Some parts of Kemp's anti-gang push advance, others stall

FILE - In this Monday, Jan. 13, 2020, file photo, Georgia Gov. Brian Kemp speaks on the rotunda about human trafficking during the opening day of the year for the general session of the state legislature in Atlanta. Georgia’s Republican governor and first lady have announced Tuesday, Jan. 21, 2020, a slate of legislative measures they want to see enacted this year to combat human trafficking.

ATLANTA - Legislation that would let victims of human trafficking petition the courts to vacate convictions for crimes committed while they were being trafficked gained final passage in the Georgia House of Representatives Tuesday.

The House unanimously passed The Debbie Vance Act, named for a survivor of human trafficking.

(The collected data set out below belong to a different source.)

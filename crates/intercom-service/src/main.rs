//! Intercom Service
//!
//! Session broker between WebRTC intercom clients and a media bridge.
//!
//! # Startup
//!
//! 1. Initialize tracing and load configuration
//! 2. Install the Prometheus metrics recorder
//! 3. Build the bridge client, session directory and orchestrator
//! 4. Spawn the session sweeper and bridge status poller
//! 5. Serve HTTP until SIGINT/SIGTERM, then drain and stop the tasks

use common::secret::is_configured;
use intercom_service::bridge::{BridgeClient, MediaBridge};
use intercom_service::config::Config;
use intercom_service::directory::{LivenessThresholds, SessionDirectory};
use intercom_service::observability::metrics::init_metrics_recorder;
use intercom_service::routes::{self, AppState};
use intercom_service::serializer::RequestSerializer;
use intercom_service::services::Orchestrator;
use intercom_service::tasks::{start_bridge_status_poller, start_session_sweeper};
use std::net::SocketAddr;
use std::sync::Arc;
use std::time::Duration;
use tokio::signal;
use tokio_util::sync::CancellationToken;
use tracing::{error, info, warn};
use tracing_subscriber::{layer::SubscriberExt, util::SubscriberInitExt};

#[tokio::main]
async fn main() -> Result<(), Box<dyn std::error::Error>> {
    // Initialize tracing
    tracing_subscriber::registry()
        .with(
            tracing_subscriber::EnvFilter::try_from_default_env()
                .unwrap_or_else(|_| "intercom_service=debug,tower_http=debug".into()),
        )
        .with(tracing_subscriber::fmt::layer())
        .init();

    info!("Starting Intercom Service");

    // Load configuration
    let config = Config::from_env().map_err(|e| {
        error!("Failed to load configuration: {}", e);
        e
    })?;

    info!(
        bind_address = %config.bind_address,
        bridge_url = %config.bridge_url,
        bridge_auth = is_configured(config.bridge_api_key.as_ref()),
        endpoint_idle_timeout_seconds = config.endpoint_idle_timeout_seconds,
        "Configuration loaded successfully"
    );

    // Must happen before any metrics are recorded
    info!("Initializing Prometheus metrics recorder...");
    let metrics_handle = init_metrics_recorder().map_err(|e| {
        error!(error = %e, "Failed to install Prometheus metrics recorder");
        format!("Failed to install Prometheus metrics recorder: {e}")
    })?;
    info!("Prometheus metrics recorder initialized");

    let bridge: Arc<dyn MediaBridge> = Arc::new(
        BridgeClient::new(&config.bridge_url, config.bridge_api_key.clone()).map_err(|e| {
            error!("Failed to create bridge client: {}", e);
            e
        })?,
    );

    let directory = Arc::new(SessionDirectory::in_memory(LivenessThresholds {
        active: config.session_active_threshold,
        disconnect: config.session_disconnect_threshold,
    }));

    let serializer = RequestSerializer::new();
    let orchestrator = Arc::new(
        Orchestrator::new(Arc::clone(&bridge), Arc::clone(&directory), serializer.clone())
            .with_endpoint_idle_timeout(config.endpoint_idle_timeout_seconds),
    );

    // Background tasks
    let cancel_token = CancellationToken::new();

    let sweeper_token = cancel_token.child_token();
    let sweeper_handle = tokio::spawn(start_session_sweeper(
        Arc::clone(&orchestrator),
        config.session_sweep_interval,
        sweeper_token,
    ));

    let status_token = cancel_token.child_token();
    let status_handle = tokio::spawn(start_bridge_status_poller(
        Arc::clone(&bridge),
        config.bridge_status_interval,
        status_token,
    ));

    let bind_address = config.bind_address.clone();
    let drain_seconds = config.drain_seconds;

    let state = Arc::new(AppState {
        orchestrator,
        config,
    });
    let app = routes::build_routes(state, metrics_handle);

    let addr: SocketAddr = bind_address.parse().map_err(|e| {
        error!("Invalid bind address: {}", e);
        e
    })?;

    info!("Intercom Service listening on {}", addr);

    let listener = tokio::net::TcpListener::bind(addr).await?;
    axum::serve(
        listener,
        app.into_make_service_with_connect_info::<SocketAddr>(),
    )
    .with_graceful_shutdown(shutdown_signal(drain_seconds))
    .await?;

    info!("Stopping background tasks...");
    cancel_token.cancel();
    serializer.shutdown();

    if let Err(e) = sweeper_handle.await {
        warn!(error = %e, "Session sweeper task ended abnormally");
    }
    if let Err(e) = status_handle.await {
        warn!(error = %e, "Bridge status task ended abnormally");
    }

    info!("Intercom Service shutdown complete");

    Ok(())
}

/// Listens for shutdown signals (SIGTERM, SIGINT).
/// Returns when a shutdown signal is received and drain period is complete.
async fn shutdown_signal(drain_seconds: u64) {
    let ctrl_c = async {
        match signal::ctrl_c().await {
            Ok(()) => info!("Received SIGINT, starting graceful shutdown..."),
            Err(e) => error!("Failed to listen for SIGINT: {}", e),
        }
    };

    #[cfg(unix)]
    let terminate = async {
        match signal::unix::signal(signal::unix::SignalKind::terminate()) {
            Ok(mut stream) => {
                stream.recv().await;
                info!("Received SIGTERM, starting graceful shutdown...");
            }
            Err(e) => {
                error!("Failed to listen for SIGTERM: {}", e);
                std::future::pending::<()>().await;
            }
        }
    };

    #[cfg(not(unix))]
    let terminate = std::future::pending::<()>();

    tokio::select! {
        _ = ctrl_c => {}
        _ = terminate => {}
    }

    if drain_seconds > 0 {
        warn!("Draining connections for {} seconds...", drain_seconds);
        tokio::time::sleep(Duration::from_secs(drain_seconds)).await;
        info!("Drain period complete");
    } else {
        info!("Skipping drain period (DRAIN_SECONDS=0)");
    }
}
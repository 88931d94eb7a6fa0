//! HTTP routes for the intercom service.
//!
//! Defines the Axum router and application state.

use crate::config::Config;
use crate::handlers::{self, productions, sessions, whip};
use crate::observability::http_metrics::http_metrics_middleware;
use crate::services::Orchestrator;
use axum::{
    middleware,
    routing::{delete, get, patch, post},
    Router,
};
use metrics_exporter_prometheus::PrometheusHandle;
use std::sync::Arc;
use std::time::Duration;
use tower_http::{timeout::TimeoutLayer, trace::TraceLayer};

/// Application state shared across all handlers.
#[derive(Clone)]
pub struct AppState {
    /// Session orchestration over the bridge and the directory.
    pub orchestrator: Arc<Orchestrator>,

    /// Service configuration.
    pub config: Config,
}

/// Build the application routes.
///
/// Creates an Axum router with:
/// - `/health` - Liveness probe (simple "OK")
/// - `/metrics` - Prometheus metrics endpoint
/// - `/api/v1/productions/...` - Production, line and participant management
/// - `/api/v1/sessions/...`, `/api/v1/heartbeat/{id}` - Broker-offered sessions
/// - `/whip/...`, `/whep/...` - WHIP ingest and WHEP egress resources
/// - TraceLayer for request logging
/// - HTTP metrics middleware
/// - 30 second request timeout
pub fn build_routes(state: Arc<AppState>, metrics_handle: PrometheusHandle) -> Router {
    let api_routes = Router::new()
        .route("/health", get(handlers::health_check))
        .route(
            "/api/v1/productions",
            post(productions::create_production).get(productions::list_productions),
        )
        .route(
            "/api/v1/productions/:id",
            get(productions::get_production).delete(productions::delete_production),
        )
        .route("/api/v1/productions/:id/lines", post(productions::add_line))
        .route(
            "/api/v1/productions/:id/lines/:line_id",
            patch(productions::rename_line).delete(productions::delete_line),
        )
        .route(
            "/api/v1/productions/:id/lines/:line_id/conference",
            post(productions::ensure_conference),
        )
        .route(
            "/api/v1/productions/:id/lines/:line_id/participants",
            get(productions::list_participants),
        )
        .route("/api/v1/sessions", post(sessions::create_session))
        .route(
            "/api/v1/sessions/:id",
            patch(sessions::submit_answer).delete(sessions::delete_session),
        )
        .route("/api/v1/heartbeat/:id", get(sessions::heartbeat))
        .route(
            "/whip/productions/:id/lines/:line_id",
            post(whip::create_whip),
        )
        .route(
            "/whep/productions/:id/lines/:line_id",
            post(whip::create_whep),
        )
        .route("/whip/sessions/:id", delete(whip::delete_whip))
        .route("/whep/sessions/:id", delete(whip::delete_whep))
        .with_state(state);

    // Metrics route with its own state
    let metrics_routes = Router::new()
        .route("/metrics", get(handlers::metrics_handler))
        .with_state(metrics_handle);

    // Layer order (bottom-to-top execution):
    // 1. TimeoutLayer - Timeout the request (innermost)
    // 2. TraceLayer - Log request details
    // 3. http_metrics_middleware - Record ALL responses (outermost)
    api_routes
        .merge(metrics_routes)
        .layer(TraceLayer::new_for_http())
        .layer(TimeoutLayer::new(Duration::from_secs(30)))
        .layer(middleware::from_fn(http_metrics_middleware))
}
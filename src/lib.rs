//! XFChess sync - Two-player chess session synchronization
//!
//! Keeps a local board in lockstep with a remote peer over a WebSocket game
//! server, or with an HTTP move provider acting as the opponent.
//!
//! - [`core`] - Settings, persistence and configuration errors
//! - [`game`] - Rules engine adapter, session state, systems and driver
//! - [`input`] - Terminal commands to pointer gestures
//! - [`networking`] - Connection manager, backoff and WebSocket transport
//! - [`rendering`] - Render surface contract, highlights and text board

pub mod core;
pub mod game;
pub mod input;
pub mod networking;
pub mod rendering;
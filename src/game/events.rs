//! Events and effects of the session
//!
//! Every input to the session is a [`GameEvent`] on the driver queue. Every
//! output is an [`Effect`] that the driver executes after the event has been
//! handled to completion.

use crate::game::ai::{ProviderMode, ProviderMove, ProviderResult};
use crate::game::resources::GameStatus;
use crate::game::types::{PieceColor, PieceType, Square};
use crate::networking::{ConnectRequest, TransportEvent};
use crate::rendering::RenderCommand;

/// Raw gesture reported by the render surface
#[derive(Debug, Clone, Copy, PartialEq, Eq)]
pub enum PointerEvent {
    /// Click / tap on a square
    Activate(Square),
    /// Drag from one square and release on another
    Drop { from: Square, to: Square },
    /// Piece picked in the promotion prompt
    ChoosePromotion(PieceType),
    /// Dismiss the promotion prompt or the current selection
    Cancel,
}

/// Anything the driver reacts to
#[derive(Debug)]
pub enum GameEvent {
    Pointer(PointerEvent),
    Transport(TransportEvent),
    ProviderReply {
        request_id: u64,
        result: ProviderResult<ProviderMove>,
    },
    Shutdown,
}

/// Side effect requested by the session
#[derive(Debug, Clone, PartialEq, Eq)]
pub enum Effect {
    /// Start a connection attempt
    Connect(ConnectRequest),
    /// Write a text frame on the open link
    Transmit(String),
    /// Ask the move provider for a reply
    RequestProviderMove {
        request_id: u64,
        mode: ProviderMode,
        board: String,
    },
    Render(RenderCommand),
    PromptPromotion {
        from: Square,
        to: Square,
        color: PieceColor,
    },
    Status(GameStatus),
    /// Draw the board from this side
    Orient(PieceColor),
}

Like others who have emerged on the other side of human trafficking, she faced obstacles to moving on with her life, said Georgia Rep. Bonnie Rich, R-Suwanee, who presented the bill on the House floor.

“Victims of human trafficking often come out with criminal arrests and convictions … that can prevent these victims from getting a job, housing and education,” Rich said.

The legislation, which originated in the Senate, is part of a package of human trafficking bills Gov. Brian Kemp has made a priority of his administration for this year’s General Assembly session.

A bill the Senate passed last week would punish convicted human traffickers who transport victims via commercial vehicles by banning them from obtaining a commercial driver’s license.

A third measure would criminalize improper sexual contact by a foster parent.